Moreover, the distribution of NBS-encoding genes was not even within the chromosomes and they tended to form clusters in other plants (tandem repeats [2530]) (Table 2). This clustered arrangement has been thought to facilitate sequence exchange through recombinational mispairing [31]. Studies of NBS-encoding genes in Arabidopsis, rice, sorghum and maize also indicated uneven distributions on chromosomes and showed that most NBS-encoding genes were found in clusters [2527, 32]. To identify NBS gene clusters, we used a previous definition [33] that a gene cluster was considered a chromosome or a scaffold region when such region contained two or more genes within 200 kb.

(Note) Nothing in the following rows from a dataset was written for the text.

// =============================================================================
// Request Inputs
// =============================================================================

/// The inbound request a call is made on behalf of.
#[derive(Clone, Default)]
pub struct RequestContext {
    /// Current scope; `root` when absent.
    pub scope: Option<String>,
    /// Inbound `Authorization` header value, forwarded as is.
    pub authorization: Option<String>,
}

impl std::fmt::Debug for RequestContext {
    fn fmt(&self, f: &mut std::fmt::Formatter<'_>) -> std::fmt::Result {
        f.debug_struct("RequestContext")
            .field("scope", &self.scope)
            .field("authorization", &self.authorization.as_ref().map(|_| "[REDACTED]"))
            .finish()
    }
}

impl RequestContext {
    #[must_use]
    pub fn new() -> Self {
        Self::default()
    }

    #[must_use]
    pub fn with_scope(mut self, scope: impl Into<String>) -> Self {
        self.scope = Some(scope.into());
        self
    }

    #[must_use]
    pub fn with_authorization(mut self, authorization: impl Into<String>) -> Self {
        self.authorization = Some(authorization.into());
        self
    }

    /// Current scope, defaulting to `root`.
    #[must_use]
    pub fn scope(&self) -> &str {
        self.scope.as_deref().unwrap_or(DEFAULT_SCOPE)
    }

    /// Headers to forward. Values that are not valid header text are dropped.
    #[must_use]
    pub fn headers(&self) -> HeaderMap {
        let mut headers = HeaderMap::new();
        if let Some(value) = self
            .authorization
            .as_deref()
            .and_then(|authorization| HeaderValue::from_str(authorization).ok())
        {
            headers.insert(AUTHORIZATION, value);
        }
        headers
    }
}

/// User search parameters.
#[derive(Debug, Clone, PartialEq, Eq)]
pub struct SearchQuery {
    pub term: String,
    /// Attributes matched against `term`.
    pub attrs: Vec<String>,
    pub page: u32,
    pub per_page: u32,
}

impl Default for SearchQuery {
    fn default() -> Self {
        Self {
            term: String::new(),
            attrs: vec!["mail".to_string()],
            page: 0,
            per_page: 30,
        }
    }
}

impl SearchQuery {
    #[must_use]
    pub fn term(term: impl Into<String>) -> Self {
        Self {
            term: term.into(),
            ..Self::default()
        }
    }

    /// Criteria and attribute list, each JSON-encoded as a string.
    fn encoded(&self) -> (String, String) {
        let criteria: Map<String, Value> = self
            .attrs
            .iter()
            .map(|attr| (attr.clone(), Value::String(self.term.clone())))
            .collect();
        (
            Value::Object(criteria).to_string(),
            Value::from(self.attrs.clone()).to_string(),
        )
    }
}

/// Account to create with [`AuthGateway::add_user`].
#[derive(Debug, Clone)]
pub struct NewUser {
    pub username: String,
    pub email: String,
    pub password: SecretString,
    pub send_email: bool,
    pub reset_password: bool,
    pub roles: Vec<String>,
    pub data: Map<String, Value>,
    pub cn: Option<String>,
    pub sn: Option<String>,
}

impl NewUser {
    #[must_use]
    pub fn new(username: impl Into<String>, email: impl Into<String>, password: SecretString) -> Self {
        Self {
            username: username.into(),
            email: email.into(),
            password,
            send_email: true,
            reset_password: false,
            roles: Vec::new(),
            data: Map::new(),
            cn: None,
            sn: None,
        }
    }

    #[must_use]
    pub fn with_roles(mut self, roles: Vec<String>) -> Self {
        self.roles = roles;
        self
    }
}

// =============================================================================
// Gateway
// =============================================================================

struct Inner {
    config: GatewayConfig,
    dispatcher: Arc<RemoteDispatcher>,
    validator: TokenValidator,
}

/// Handle to the auth gateway. Cheap to clone.
#[derive(Clone)]
pub struct AuthGateway {
    inner: Arc<Inner>,
}

impl std::fmt::Debug for AuthGateway {
    fn fmt(&self, f: &mut std::fmt::Formatter<'_>) -> std::fmt::Result {
        f.debug_struct("AuthGateway")
            .field("config", &self.inner.config)
            .finish_non_exhaustive()
    }
}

Using this criteria, we identified 54, 52, 88 and 147 clusters containing 182, 287, 463 and 520 NBS genes in G. arboreum, G. raimondii, G. hirsutum and G. barbadense, respectively (Table 2, Additional file 1: Table S1, and Additional file 4: Table S2). The size of the clusters varied across the genome from 2 to 86 members (Additional file 4: Table S2). Each cluster had an average of about 3.4, 5.5, 5.3 and 3.5 genes and about 74.0, 78.6, 78.7 and 76.2% of NBS genes occurred in clusters in G. arboreum, G. raimondii, G. hirsutum and G. barbadense, respectively (Table 2). These results indicate that NBS-encoding genes of the four cotton species also tend to form clusters and the average NBS gene numbers per cluster among species were different (Table 2). Interestingly, though the total numbers of NBS-encoding genes among the four cotton species were quite different, their proportions of cluster genes remained relatively unchanged, 74-79% (Table 2). These proportions are greatly different from those of maize (57.0%) and sorghum (91.9%), but only slightly different from those of rice, Arabidopsis or Medicago truncatula (Table 2) [25]. We also identified 298 NBS-encoding genes and 52 NBS clusters in the genome of Theobroma cacao, a close relative of cotton (Additional file 1: Table S1). The 52 NBS clusters contained 241 NBS genes averaging 4.6 genes per cluster. About 80.1% of NBS genes occurred in clusters. Apparently, the proportion of NBS cluster genes in cacao was closer to that in cotton than to that in the other crops such as maize and sorghum. It was speculated that the duplication and clustering of NBS genes may be related to species evolution.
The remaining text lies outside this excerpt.